**DESCRIPTION OF THE TASK:**
Going through the data, count each line that has the word "last". Reply with the total and nothing more.

**DATA EXTRACT:**
----

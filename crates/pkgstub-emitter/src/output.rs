//! Indentation-aware output buffer.

use pkgstub_common::limits::{INDENT_WIDTH, OUTPUT_BUFFER_CAPACITY};

/// Line-oriented text buffer with a tracked indentation level.
///
/// Every line written through [`StubWriter::println`] is prefixed with the
/// current indentation, including the continuation lines of multi-line text,
/// so pre-formatted blocks (multi-line `sig do ... end`, verbatim delegator
/// source) nest correctly.
pub struct StubWriter {
    buf: String,
    indent_level: u32,
    tab: String,
}

impl Default for StubWriter {
    fn default() -> Self {
        Self::new()
    }
}

impl StubWriter {
    pub fn new() -> Self {
        StubWriter {
            buf: String::with_capacity(OUTPUT_BUFFER_CAPACITY),
            indent_level: 0,
            tab: String::new(),
        }
    }

    pub fn println(&mut self, text: &str) {
        self.buf.push_str(&self.tab);
        if self.tab.is_empty() {
            self.buf.push_str(text);
        } else {
            let mut lines = text.split('\n');
            if let Some(first) = lines.next() {
                self.buf.push_str(first);
            }
            for line in lines {
                self.buf.push('\n');
                self.buf.push_str(&self.tab);
                self.buf.push_str(line);
            }
        }
        self.buf.push('\n');
    }

    pub fn increase_indent(&mut self) {
        self.indent_level += 1;
        self.reset_tab();
    }

    pub fn decrease_indent(&mut self) {
        if self.indent_level > 0 {
            self.indent_level -= 1;
        }
        self.reset_tab();
    }

    fn reset_tab(&mut self) {
        self.tab = " ".repeat(self.indent_level as usize * INDENT_WIDTH);
    }

    pub fn indent_level(&self) -> u32 {
        self.indent_level
    }

    pub fn is_empty(&self) -> bool {
        self.buf.is_empty()
    }

    /// Take the accumulated text, leaving the buffer empty.
    pub fn take(&mut self) -> String {
        std::mem::take(&mut self.buf)
    }
}

#[cfg(test)]
mod tests {
    use super::*;

    #[test]
    fn test_println_indents_every_line() {
        let mut out = StubWriter::new();
        out.println("class A");
        out.increase_indent();
        out.println("sig do\n  void\nend");
        out.decrease_indent();
        out.println("end");
        assert_eq!(out.take(), "class A\n  sig do\n    void\n  end\nend\n");
    }

    #[test]
    fn test_take_resets_buffer_but_not_indent() {
        let mut out = StubWriter::new();
        out.increase_indent();
        out.println("x");
        assert_eq!(out.take(), "  x\n");
        assert!(out.is_empty());
        assert_eq!(out.indent_level(), 1);
    }

    #[test]
    fn test_decrease_indent_saturates() {
        let mut out = StubWriter::new();
        out.decrease_indent();
        out.println("top");
        assert_eq!(out.take(), "top\n");
    }
}
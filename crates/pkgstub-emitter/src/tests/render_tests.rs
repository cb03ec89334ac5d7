use super::*;
use pkgstub_symbols::Type;

fn params(names: &[&str]) -> Vec<String> {
    names.iter().map(|name| format!("{name}: Integer")).collect()
}

#[test]
fn test_sig_single_line() {
    let parts = SigParts {
        params: params(&["a", "b"]),
        returns: SigReturn::Returns("String".to_string()),
        ..Default::default()
    };
    assert_eq!(
        render_sig(&parts),
        "sig {params(a: Integer, b: Integer).returns(String)}"
    );
}

#[test]
fn test_sig_component_order() {
    let parts = SigParts {
        is_final: true,
        modifiers: vec!["abstract", "override"],
        type_parameters: vec!["U".to_string()],
        params: vec!["x: T.type_parameter(:U)".to_string()],
        returns: SigReturn::Void,
    };
    assert_eq!(
        render_sig(&parts),
        "sig(:final) do\n  abstract\n  .override\n  .type_parameters(:U)\n  .params(\n    x: T.type_parameter(:U)\n  )\n  .void\nend"
    );
}

#[test]
fn test_sig_without_params() {
    let parts = SigParts {
        modifiers: vec!["overridable"],
        returns: SigReturn::Void,
        ..Default::default()
    };
    assert_eq!(render_sig(&parts), "sig {overridable.void}");
}

#[test]
fn test_sig_four_params_stays_on_one_line() {
    let parts = SigParts {
        params: params(&["a", "b", "c", "d"]),
        returns: SigReturn::Void,
        ..Default::default()
    };
    let rendered = render_sig(&parts);
    assert!(!rendered.contains('\n'), "{rendered}");
}

#[test]
fn test_sig_five_params_expands() {
    let parts = SigParts {
        params: params(&["a", "b", "c", "d", "e"]),
        returns: SigReturn::Void,
        ..Default::default()
    };
    assert_eq!(
        render_sig(&parts),
        "sig do\n  params(\n    a: Integer,\n    b: Integer,\n    c: Integer,\n    d: Integer,\n    e: Integer\n  )\n  .void\nend"
    );
}

#[test]
fn test_sig_wider_than_limit_expands() {
    let parts = SigParts {
        params: vec![format!("name: {}", "A".repeat(70))],
        returns: SigReturn::Void,
        ..Default::default()
    };
    assert!(render_sig(&parts).starts_with("sig do\n"));
}

#[test]
fn test_def_without_params_has_no_parens() {
    let parts = DefParts {
        name: "call",
        ..Default::default()
    };
    assert_eq!(render_def(&parts), "def call");
}

#[test]
fn test_def_visibility_and_singleton_prefix() {
    let parts = DefParts {
        visibility: "private_class_method ",
        is_singleton: true,
        name: "build",
        params: vec!["a".to_string(), "b:".to_string()],
    };
    assert_eq!(render_def(&parts), "private_class_method def self.build(a, b:)");
}

#[test]
fn test_def_expands_at_width_limit() {
    // "def " + 70 + "(" + 3 + ")" is exactly 79 columns.
    let name = "m".repeat(70);
    let narrow = DefParts {
        name: &name,
        params: vec!["abc".to_string()],
        ..Default::default()
    };
    assert_eq!(render_def(&narrow), format!("def {name}(abc)"));

    let wide = DefParts {
        name: &name,
        params: vec!["abcd".to_string()],
        ..Default::default()
    };
    assert_eq!(render_def(&wide), format!("def {name}(\n  abcd\n)"));
}

#[test]
fn test_param_forms() {
    let untyped = Type::Untyped;
    let rest = ArgInfo::positional("rest", untyped.clone()).with_flags(ArgFlags::REPEATED);
    let kwrest = ArgInfo::keyword("opts", untyped.clone()).with_flags(ArgFlags::REPEATED);
    let required_kw = ArgInfo::keyword("key", untyped.clone());
    let optional_kw = ArgInfo::keyword("opt", untyped.clone()).with_flags(ArgFlags::DEFAULT);
    let block = ArgInfo::positional("blk", untyped.clone()).with_flags(ArgFlags::BLOCK);
    let optional = ArgInfo::positional("x", untyped.clone()).with_flags(ArgFlags::DEFAULT);
    let plain = ArgInfo::positional("y", untyped);

    assert_eq!(format_param(&rest), "*rest");
    assert_eq!(format_param(&kwrest), "**opts");
    assert_eq!(format_param(&required_kw), "key:");
    assert_eq!(
        format_param(&optional_kw),
        "opt: T.let(T.unsafe(nil), T.untyped)"
    );
    assert_eq!(format_param(&block), "&blk");
    assert_eq!(format_param(&optional), "x= T.let(T.unsafe(nil), T.untyped)");
    assert_eq!(format_param(&plain), "y");
}

#[test]
fn test_params_hide_synthetic_block_and_stop_at_forwarding() {
    let args = vec![
        ArgInfo::positional("a", Type::Untyped),
        ArgInfo::positional("...", Type::Untyped),
        ArgInfo::positional("<fwd-args>", Type::Untyped),
        ArgInfo::synthetic_block(),
    ];
    assert_eq!(format_params(&args), vec!["a", "..."]);
    assert!(format_params(&[ArgInfo::synthetic_block()]).is_empty());
}

#[test]
fn test_prop_lines() {
    assert_eq!(prop_line(true, "id", "Integer", false), "const :id, Integer");
    assert_eq!(
        prop_line(false, "name", "T.nilable(String)", true),
        "prop :name, T.nilable(String), default: T.let(T.unsafe(nil), T.nilable(String))"
    );
}

#[test]
fn test_variance_text() {
    assert_eq!(variance_text(Variance::CoVariant), ":out");
    assert_eq!(variance_text(Variance::Invariant), "");
    assert_eq!(variance_text(Variance::ContraVariant), ":in");
}

#[test]
fn test_delegation_forms() {
    assert_eq!(delegation("attr_reader :foo", "foo"), Delegation::None);
    assert_eq!(
        delegation("def_delegator :@items, :size, :count", "count"),
        Delegation::Line("def_delegator :@items, :size, :count".to_string())
    );
    assert_eq!(
        delegation("def_delegators :@items, :first, :last", "last"),
        Delegation::Line("def_delegator :@items, :last".to_string())
    );
    assert_eq!(
        delegation("def_delegators(\n  :@items,\n  :first\n)", "first"),
        Delegation::Line("def_delegator :@items, :first".to_string())
    );
    assert_eq!(delegation("def_delegators", "first"), Delegation::Malformed);
}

----

**EXPECTED ANSWER:**
2